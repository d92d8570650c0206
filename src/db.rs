use std::collections::BTreeSet;
use std::io::Read;
use std::path::Path;

use async_trait::async_trait;
use chrono::{DateTime, NaiveDate, Utc};
use sqlx::postgres::{PgPool, PgPoolOptions, PgRow};
use sqlx::Row;
use tracing::{debug, info, warn};
use uuid::Uuid;

use crate::assembler::RegistrationAssembler;
use crate::error::{Error, Result};
use crate::form::{sanitize_phone, FormContext};
use crate::models::{
    DocId, GuardianContacts, IdCardMarker, MedicalCondition, MedicalProfile, NewRecord,
    ParticipantRecord, PersistedRecord,
};
use crate::store::RecordStore;

const SELECT_COLUMNS: &str = "id, student_id, family_id, sequence_number, is_primary, \
     participant_name, date_of_birth, age, category, father_name, mother_name, \
     father_mobile, mother_mobile, email, residence, primary_contact_number, \
     primary_contact_relationship, contact_number, medical_conditions, other_condition, \
     medical_notes, parent_agreement, parent_signature, created_at, id_generated, \
     generated_id, generated_at";

#[derive(Debug, Clone)]
pub struct PgStore {
    pool: PgPool,
}

impl PgStore {
    pub async fn connect(database_url: &str, max_connections: u32) -> Result<Self> {
        let pool = PgPoolOptions::new()
            .max_connections(max_connections)
            .connect(database_url)
            .await?;
        Ok(Self { pool })
    }

    pub async fn init(&self) -> Result<()> {
        init_db(&self.pool).await
    }
}

pub async fn init_db(pool: &PgPool) -> Result<()> {
    sqlx::migrate!("./migrations").run(pool).await?;
    Ok(())
}

fn insert_error(err: sqlx::Error, student_id: &str) -> Error {
    if let sqlx::Error::Database(db_err) = &err {
        if db_err.is_unique_violation() {
            return Error::DuplicateId {
                student_id: student_id.to_string(),
            };
        }
    }
    Error::Database(err)
}

fn row_to_record(row: &PgRow) -> Result<PersistedRecord> {
    let id: Uuid = row.try_get("id")?;
    let sequence: i64 = row.try_get("sequence_number")?;
    let age: Option<i32> = row.try_get("age")?;
    let category: Option<String> = row.try_get("category")?;
    let conditions: Vec<String> = row.try_get("medical_conditions")?;
    let created_at: DateTime<Utc> = row.try_get("created_at")?;

    Ok(PersistedRecord {
        doc_id: DocId(id),
        student_id: row.try_get("student_id")?,
        family_id: row.try_get("family_id")?,
        sequence: u64::try_from(sequence).unwrap_or(0),
        is_primary: row.try_get("is_primary")?,
        record: ParticipantRecord {
            participant_name: row.try_get("participant_name")?,
            date_of_birth: row.try_get::<Option<NaiveDate>, _>("date_of_birth")?,
            age: age.and_then(|age| u32::try_from(age).ok()),
            category: category.and_then(|category| category.parse().ok()),
            guardian: GuardianContacts {
                father_name: row.try_get("father_name")?,
                mother_name: row.try_get("mother_name")?,
                father_mobile: row.try_get("father_mobile")?,
                mother_mobile: row.try_get("mother_mobile")?,
                email: row.try_get("email")?,
                residence: row.try_get("residence")?,
                primary_contact_number: row.try_get("primary_contact_number")?,
                primary_contact_relationship: row.try_get("primary_contact_relationship")?,
            },
            contact_number: row.try_get("contact_number")?,
            medical: MedicalProfile {
                conditions: conditions
                    .iter()
                    .filter_map(|condition| condition.parse::<MedicalCondition>().ok())
                    .collect::<BTreeSet<_>>(),
                other_condition: row.try_get("other_condition")?,
                medical_notes: row.try_get("medical_notes")?,
            },
            parent_agreement: row.try_get("parent_agreement")?,
            parent_signature: row.try_get("parent_signature")?,
        },
        created_at,
        id_generated: row.try_get("id_generated")?,
        generated_id: row.try_get("generated_id")?,
        generated_at: row.try_get("generated_at")?,
    })
}

#[async_trait]
impl RecordStore for PgStore {
    async fn latest(&self, prefix: Option<&str>) -> Result<Option<PersistedRecord>> {
        let query = format!(
            "SELECT {SELECT_COLUMNS} FROM retreat_registration.participants \
             WHERE ($1::text IS NULL OR student_id LIKE ($1 || '-%')) \
             ORDER BY created_at DESC, sequence_number DESC \
             LIMIT 1"
        );
        let row = sqlx::query(&query)
            .bind(prefix)
            .fetch_optional(&self.pool)
            .await?;
        row.as_ref().map(row_to_record).transpose()
    }

    async fn append_batch(&self, records: &[NewRecord]) -> Result<Vec<PersistedRecord>> {
        let mut tx = self.pool.begin().await?;
        let mut saved = Vec::with_capacity(records.len());

        for new in records {
            let record = &new.record;
            let guardian = &record.guardian;
            let conditions: Vec<String> = record
                .medical
                .conditions
                .iter()
                .map(|condition| condition.as_str().to_string())
                .collect();

            let doc_id = Uuid::new_v4();
            let row = sqlx::query(
                r#"
                INSERT INTO retreat_registration.participants
                (id, student_id, family_id, sequence_number, is_primary, participant_name,
                 date_of_birth, age, category, father_name, mother_name, father_mobile,
                 mother_mobile, email, residence, primary_contact_number,
                 primary_contact_relationship, contact_number, medical_conditions,
                 other_condition, medical_notes, parent_agreement, parent_signature)
                VALUES ($1, $2, $3, $4, $5, $6, $7, $8, $9, $10, $11, $12, $13, $14, $15,
                        $16, $17, $18, $19, $20, $21, $22, $23)
                RETURNING created_at
                "#,
            )
            .bind(doc_id)
            .bind(&new.student_id)
            .bind(&new.family_id)
            .bind(i64::try_from(new.sequence).unwrap_or(i64::MAX))
            .bind(new.is_primary)
            .bind(&record.participant_name)
            .bind(record.date_of_birth)
            .bind(record.age.and_then(|age| i32::try_from(age).ok()))
            .bind(record.category.map(|category| category.as_str()))
            .bind(&guardian.father_name)
            .bind(&guardian.mother_name)
            .bind(&guardian.father_mobile)
            .bind(&guardian.mother_mobile)
            .bind(&guardian.email)
            .bind(&guardian.residence)
            .bind(&guardian.primary_contact_number)
            .bind(&guardian.primary_contact_relationship)
            .bind(&record.contact_number)
            .bind(&conditions)
            .bind(&record.medical.other_condition)
            .bind(&record.medical.medical_notes)
            .bind(record.parent_agreement)
            .bind(&record.parent_signature)
            .fetch_one(&mut *tx)
            .await
            .map_err(|err| insert_error(err, &new.student_id))?;

            saved.push(PersistedRecord {
                doc_id: DocId(doc_id),
                student_id: new.student_id.clone(),
                family_id: new.family_id.clone(),
                sequence: new.sequence,
                is_primary: new.is_primary,
                record: record.clone(),
                created_at: row.try_get("created_at")?,
                id_generated: false,
                generated_id: None,
                generated_at: None,
            });
        }

        tx.commit().await?;
        debug!("Appended {} participant row(s)", saved.len());
        Ok(saved)
    }

    async fn mark_id_generated(&self, doc_id: DocId, marker: &IdCardMarker) -> Result<()> {
        let result = sqlx::query(
            r#"
            UPDATE retreat_registration.participants
            SET id_generated = TRUE, generated_id = $2, generated_at = $3
            WHERE id = $1
            "#,
        )
        .bind(doc_id.0)
        .bind(&marker.generated_id)
        .bind(marker.generated_at)
        .execute(&self.pool)
        .await?;

        if result.rows_affected() == 0 {
            return Err(Error::RecordNotFound {
                doc_id: doc_id.to_string(),
            });
        }
        Ok(())
    }

    async fn reserve_sequence(&self, count: u64) -> Result<u64> {
        let count = i64::try_from(count).unwrap_or(i64::MAX);
        let value: i64 = sqlx::query(
            r#"
            INSERT INTO retreat_registration.sequence_counter (id, value)
            VALUES (1, (SELECT COALESCE(MAX(sequence_number), 0)
                        FROM retreat_registration.participants) + $1)
            ON CONFLICT (id) DO UPDATE
            SET value = GREATEST(
                    retreat_registration.sequence_counter.value,
                    (SELECT COALESCE(MAX(sequence_number), 0)
                     FROM retreat_registration.participants)
                ) + $1
            RETURNING value
            "#,
        )
        .bind(count)
        .fetch_one(&self.pool)
        .await?
        .try_get("value")?;

        Ok(u64::try_from(value - count).unwrap_or(0))
    }

    async fn list(&self) -> Result<Vec<PersistedRecord>> {
        let query = format!(
            "SELECT {SELECT_COLUMNS} FROM retreat_registration.participants \
             ORDER BY created_at, sequence_number"
        );
        let rows = sqlx::query(&query).fetch_all(&self.pool).await?;
        rows.iter().map(row_to_record).collect()
    }
}

#[derive(Debug, Clone, Copy, Default, PartialEq, Eq)]
pub struct ImportSummary {
    pub registered: usize,
    pub skipped: usize,
}

#[derive(serde::Deserialize)]
struct CsvRow {
    participant_name: String,
    date_of_birth: String,
    #[serde(default)]
    father_name: String,
    #[serde(default)]
    mother_name: String,
    #[serde(default)]
    father_mobile: String,
    #[serde(default)]
    mother_mobile: String,
    #[serde(default)]
    email: String,
    #[serde(default)]
    residence: String,
    #[serde(default)]
    primary_contact_number: String,
    #[serde(default)]
    primary_contact_relationship: String,
    /// Semicolon separated, e.g. `Asthma;Other`.
    #[serde(default)]
    medical_conditions: String,
    #[serde(default)]
    other_condition: String,
    #[serde(default)]
    medical_notes: String,
    #[serde(default)]
    parent_signature: String,
}

impl CsvRow {
    fn into_record(self, ctx: &FormContext) -> Result<ParticipantRecord> {
        let date_of_birth = NaiveDate::parse_from_str(self.date_of_birth.trim(), "%Y-%m-%d")
            .map_err(|_| Error::InvalidDate {
                value: self.date_of_birth.clone(),
            })?;

        let mut conditions = BTreeSet::new();
        for raw in self.medical_conditions.split(';').map(str::trim) {
            if raw.is_empty() {
                continue;
            }
            match raw.parse::<MedicalCondition>() {
                Ok(condition) => {
                    conditions.insert(condition);
                }
                Err(message) => warn!(participant = %self.participant_name, "{message}"),
            }
        }

        let record = ParticipantRecord {
            participant_name: self.participant_name,
            guardian: GuardianContacts {
                father_name: self.father_name,
                mother_name: self.mother_name,
                father_mobile: sanitize_phone(&self.father_mobile),
                mother_mobile: sanitize_phone(&self.mother_mobile),
                email: self.email.trim().to_string(),
                residence: self.residence,
                primary_contact_number: sanitize_phone(&self.primary_contact_number),
                primary_contact_relationship: self.primary_contact_relationship,
            },
            medical: MedicalProfile {
                conditions,
                other_condition: self.other_condition,
                medical_notes: self.medical_notes,
            },
            // Paper forms are only accepted with a signature.
            parent_agreement: !self.parent_signature.trim().is_empty(),
            parent_signature: self.parent_signature,
            ..ParticipantRecord::default()
        };
        Ok(record.with_date_of_birth(Some(date_of_birth), ctx.today, &ctx.brackets))
    }
}

pub async fn import_csv<S: RecordStore>(
    assembler: &RegistrationAssembler<S>,
    csv_path: &Path,
) -> Result<ImportSummary> {
    let file = std::fs::File::open(csv_path)?;
    import_reader(assembler, file).await
}

/// Registers one participant per row. Rows that cannot be read, fail
/// validation or collide with an existing id are skipped; database and I/O
/// failures stop the import.
pub async fn import_reader<S: RecordStore, R: Read>(
    assembler: &RegistrationAssembler<S>,
    reader: R,
) -> Result<ImportSummary> {
    let mut reader = csv::Reader::from_reader(reader);
    let mut summary = ImportSummary::default();
    let ctx = assembler.context();

    for (line, row) in reader.deserialize::<CsvRow>().enumerate() {
        let row = match row {
            Ok(row) => row,
            Err(err) if err.is_io_error() => return Err(err.into()),
            Err(err) => {
                warn!(row = line + 1, error = %err, "Skipping malformed row");
                summary.skipped += 1;
                continue;
            }
        };
        let record = match row.into_record(&ctx) {
            Ok(record) => record,
            Err(err) => {
                warn!(row = line + 1, error = %err, "Skipping row");
                summary.skipped += 1;
                continue;
            }
        };

        match assembler.submit(vec![record]).await {
            Ok(handoff) => {
                debug!(row = line + 1, student_id = %handoff.form_data.student_id, "Imported");
                summary.registered += 1;
            }
            Err(err) if err.is_validation() || err.is_duplicate_id() => {
                warn!(row = line + 1, error = %err, "Skipping row");
                summary.skipped += 1;
            }
            Err(err) => return Err(err),
        }
    }

    info!(
        registered = summary.registered,
        skipped = summary.skipped,
        "CSV import finished"
    );
    Ok(summary)
}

**TASK PROMPT**
Show all lines from the data that contain "PgPoolOptions".

**SOLVED EXERCISE**
use sqlx::postgres::{PgPool, PgPoolOptions, PgRow};
        let pool = PgPoolOptions::new()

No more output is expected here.